Literacy, on the other hand, can be defined as “a person’s ability to read, write, speak and compute and solve problems at levels necessary to develop one’s knowledge and potential.” A person who has limited or low literacy skills often has a barrier to accessing health information and services. It can be difficult for them to find what they need, then understand what they find, as well as act upon that understanding. Low literacy has been linked to poor health outcomes and decreased skills in managing health and preventing disease. For example, socioeconomic status might influence fruit and vegetable consumption, but purchasing decisions also involve nutrition knowledge and health literacy, as well as social roles and cultural norms related to health and nutrition.24,25

Tips and strategies. As practitioners, we can respectfully guide the connection between patient action and behaviors with their health outcomes. The following are suggestions to address this challenge in clinical practice:

  • Use nonprinted or visually based teaching materials
  • Design documents using common language
  • Have printed materials available in other languages
  • Focus the content on a patient’s actions or behaviors that will result in the desired health outcome rather than on detailed facts
  • Ask your patients to repeat the information they just heard using their own words.

Conclusion

Many of the clinical challenges discussed here seem to be inter-related. The following paragraph from an article by Hermann et al26 published in BMC Public Health provides a good breakdown of this relationship:

“Educational attainment may specifically influence racial/ethnic disparities in overweight/obesity trends as it has been shown to shape an individual’s SES and access to resources (e.g., grocery stores with fresh produce) and opportunities (e.g., sidewalks for physical activity) that afford or compromise healthy lifestyles and weight status through historical and pervasive differential acquisition of occupations, incomes, and neighborhood choices. Supportive relationships and social support, self-image related to desired weight, knowledge of nutrition, and access to tools for weight control are also likely contributors to observed disparities.”

There are a variety of factors—social, environmental, and biological—that contribute to health differences. Most of the research on nutrition and health disparities has focused on the cultural, socioeconomic, and structural differences in ethnic groups, and attempts to explain these observed socioeconomic disparities, particularly in obesity, have primarily focused on the role of energy-balance behaviors, and to a lesser extent, on psychosocial factors, such as stress, self-esteem, and the social environment, including culture, social networks, norms, and support.

Even when socioeconomic status is controlled for, disparities remain. Neighborhood and other environmental factors, as well as differential access to healthcare, also influence health status.
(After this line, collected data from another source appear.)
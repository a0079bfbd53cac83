use std::sync::Arc;
use std::time::Duration;

use chrono::Utc;
use reel_core::validation::validate_request;
use reel_core::{
    Booking, BookingError, BookingId, BookingPolicy, BookingRequest, CatalogRepository, Entity, LedgerRepository,
    Movie, MovieId, SeatChange, Showtime, ShowtimeId,
};
use reel_shared::BookingEvent;
use tokio::sync::broadcast;
use tracing::{info, warn};

const DEFAULT_LOCK_WAIT: Duration = Duration::from_secs(3);

/// Entry point for every booking workflow: validates input, resolves the
/// showtime and delegates the atomic seat mutation to the ledger.
#[derive(Clone)]
pub struct BookingService {
    catalog: Arc<dyn CatalogRepository>,
    ledger: Arc<dyn LedgerRepository>,
    policy: BookingPolicy,
    lock_wait: Duration,
    events: Option<broadcast::Sender<BookingEvent>>,
}

impl BookingService {
    pub fn new(catalog: Arc<dyn CatalogRepository>, ledger: Arc<dyn LedgerRepository>) -> Self {
        Self {
            catalog,
            ledger,
            policy: BookingPolicy::default(),
            lock_wait: DEFAULT_LOCK_WAIT,
            events: None,
        }
    }

    pub fn with_policy(mut self, policy: BookingPolicy) -> Self {
        self.policy = policy;
        self
    }

    /// Default bound on how long `book` and `cancel` queue for a showtime.
    pub fn with_lock_wait(mut self, wait: Duration) -> Self {
        self.lock_wait = wait;
        self
    }

    /// Committed bookings and cancellations are announced on `events`.
    pub fn with_events(mut self, events: broadcast::Sender<BookingEvent>) -> Self {
        self.events = Some(events);
        self
    }

    pub fn policy(&self) -> &BookingPolicy {
        &self.policy
    }

    pub async fn get_movie(&self, id: MovieId) -> Result<Movie, BookingError> {
        self.catalog
            .get_movie(id)
            .await?
            .ok_or_else(|| BookingError::not_found(Entity::Movie, id))
    }

    pub async fn list_movies(&self) -> Result<Vec<Movie>, BookingError> {
        self.catalog.list_movies().await
    }

    /// The showtime with its live seat count.
    pub async fn get_showtime(&self, id: ShowtimeId) -> Result<Showtime, BookingError> {
        let showtime = self
            .catalog
            .get_showtime(id)
            .await?
            .ok_or_else(|| BookingError::not_found(Entity::Showtime, id))?;
        self.with_live_seats(showtime).await
    }

    pub async fn list_movies_with_showtimes(&self) -> Result<Vec<(Movie, Showtime)>, BookingError> {
        let listing = self.catalog.list_movies_with_showtimes().await?;
        let mut rows = Vec::with_capacity(listing.len());
        for (movie, showtime) in listing {
            rows.push((movie, self.with_live_seats(showtime).await?));
        }
        Ok(rows)
    }

    pub async fn book(&self, request: &BookingRequest) -> Result<Booking, BookingError> {
        self.book_within(request, self.lock_wait).await
    }

    pub async fn book_within(&self, request: &BookingRequest, wait: Duration) -> Result<Booking, BookingError> {
        let booking = validate_request(request, &self.policy).inspect_err(|e| {
            warn!("Rejected booking for showtime {}: {}", request.showtime_id, e);
        })?;

        let showtime = self
            .catalog
            .get_showtime(booking.showtime_id())
            .await?
            .ok_or_else(|| BookingError::not_found(Entity::Showtime, booking.showtime_id()))?;

        let change = self.ledger.reserve(&showtime, &booking, wait).await.inspect_err(|e| {
            if e.is_user_error() {
                warn!("Booking on showtime {} refused: {}", showtime.id, e);
            }
        })?;

        self.publish(BookingEvent::Booked {
            booking_id: change.booking.id,
            showtime_id: change.booking.showtime_id,
            seats: change.booking.seats_booked,
            available_seats: change.available_seats,
            timestamp: Utc::now(),
        });
        Ok(change.booking)
    }

    /// Returns the removed booking, marked cancelled.
    pub async fn cancel(&self, booking_id: BookingId) -> Result<Booking, BookingError> {
        self.cancel_within(booking_id, self.lock_wait).await
    }

    pub async fn cancel_within(&self, booking_id: BookingId, wait: Duration) -> Result<Booking, BookingError> {
        let SeatChange { booking, available_seats } = self.ledger.release(booking_id, wait).await?;
        info!("Cancellation of booking {} committed", booking.id);

        self.publish(BookingEvent::Cancelled {
            booking_id: booking.id,
            showtime_id: booking.showtime_id,
            seats: booking.seats_booked,
            available_seats,
            timestamp: Utc::now(),
        });
        Ok(booking)
    }

    pub async fn get_booking(&self, id: BookingId) -> Result<Booking, BookingError> {
        self.ledger
            .get_booking(id)
            .await?
            .ok_or_else(|| BookingError::not_found(Entity::Booking, id))
    }

    pub async fn list_bookings(&self) -> Result<Vec<Booking>, BookingError> {
        self.ledger.list_bookings().await
    }

    async fn with_live_seats(&self, showtime: Showtime) -> Result<Showtime, BookingError> {
        match self.ledger.available_seats(showtime.id).await? {
            Some(seats) => Ok(showtime.with_available_seats(seats)),
            None => Err(BookingError::invariant(format!(
                "showtime {} is in the catalog but has no seat account",
                showtime.id
            ))),
        }
    }

    fn publish(&self, event: BookingEvent) {
        if let Some(events) = &self.events {
            // No subscribers is fine.
            let _ = events.send(event);
        }
    }
}
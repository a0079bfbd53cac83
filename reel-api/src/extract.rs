//! Extractors whose rejections surface as `VALIDATION_ERROR` responses.

use axum::extract::{FromRequest, FromRequestParts};

use crate::error::AppError;

#[derive(FromRequest)]
#[from_request(via(axum::Json), rejection(AppError))]
pub struct JsonBody<T>(pub T);

#[derive(FromRequestParts)]
#[from_request(via(axum::extract::Path), rejection(AppError))]
pub struct PathParam<T>(pub T);
use std::time::Duration;

use async_trait::async_trait;

use crate::booking::{Booking, NewBooking, SeatChange};
use crate::catalog::{Movie, Showtime};
use crate::{BookingError, BookingId, MovieId, ShowtimeId};

/// Read access to movies and showtimes.
#[async_trait]
pub trait CatalogRepository: Send + Sync {
    async fn get_movie(&self, id: MovieId) -> Result<Option<Movie>, BookingError>;

    async fn get_showtime(&self, id: ShowtimeId) -> Result<Option<Showtime>, BookingError>;

    /// Ordered by movie id.
    async fn list_movies(&self) -> Result<Vec<Movie>, BookingError>;

    /// Ordered by movie id, then show time.
    async fn list_movies_with_showtimes(&self) -> Result<Vec<(Movie, Showtime)>, BookingError>;
}

/// Owner of bookings and of every showtime's seat counter.
///
/// `reserve` and `release` are atomic per showtime: either the seat counter
/// and the booking set change together or neither changes. `wait` bounds how
/// long the call may queue for the showtime; when it elapses the call fails
/// with [`BookingError::StorageUnavailable`] having changed nothing.
#[async_trait]
pub trait LedgerRepository: Send + Sync {
    async fn reserve(
        &self,
        showtime: &Showtime,
        booking: &NewBooking,
        wait: Duration,
    ) -> Result<SeatChange, BookingError>;

    async fn release(&self, booking_id: BookingId, wait: Duration) -> Result<SeatChange, BookingError>;

    /// Live bookings only.
    async fn get_booking(&self, id: BookingId) -> Result<Option<Booking>, BookingError>;

    /// Live bookings ordered by id.
    async fn list_bookings(&self) -> Result<Vec<Booking>, BookingError>;

    async fn available_seats(&self, showtime_id: ShowtimeId) -> Result<Option<i32>, BookingError>;
}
Unfortunately, research on the genetic and biological bases for these disparities is currently limited; however, it is possible that a variation in diet, behavior, and the social and physical environment by ethnic groups might differentially influence gene expression.  This might partially explain why we see such variation in health and weight even with some controlled factors.27 We have more to learn about the relationship between health and overall life factors. In the meantime, we can use our current knowledge and expertise to guide our patients to positive outcomes.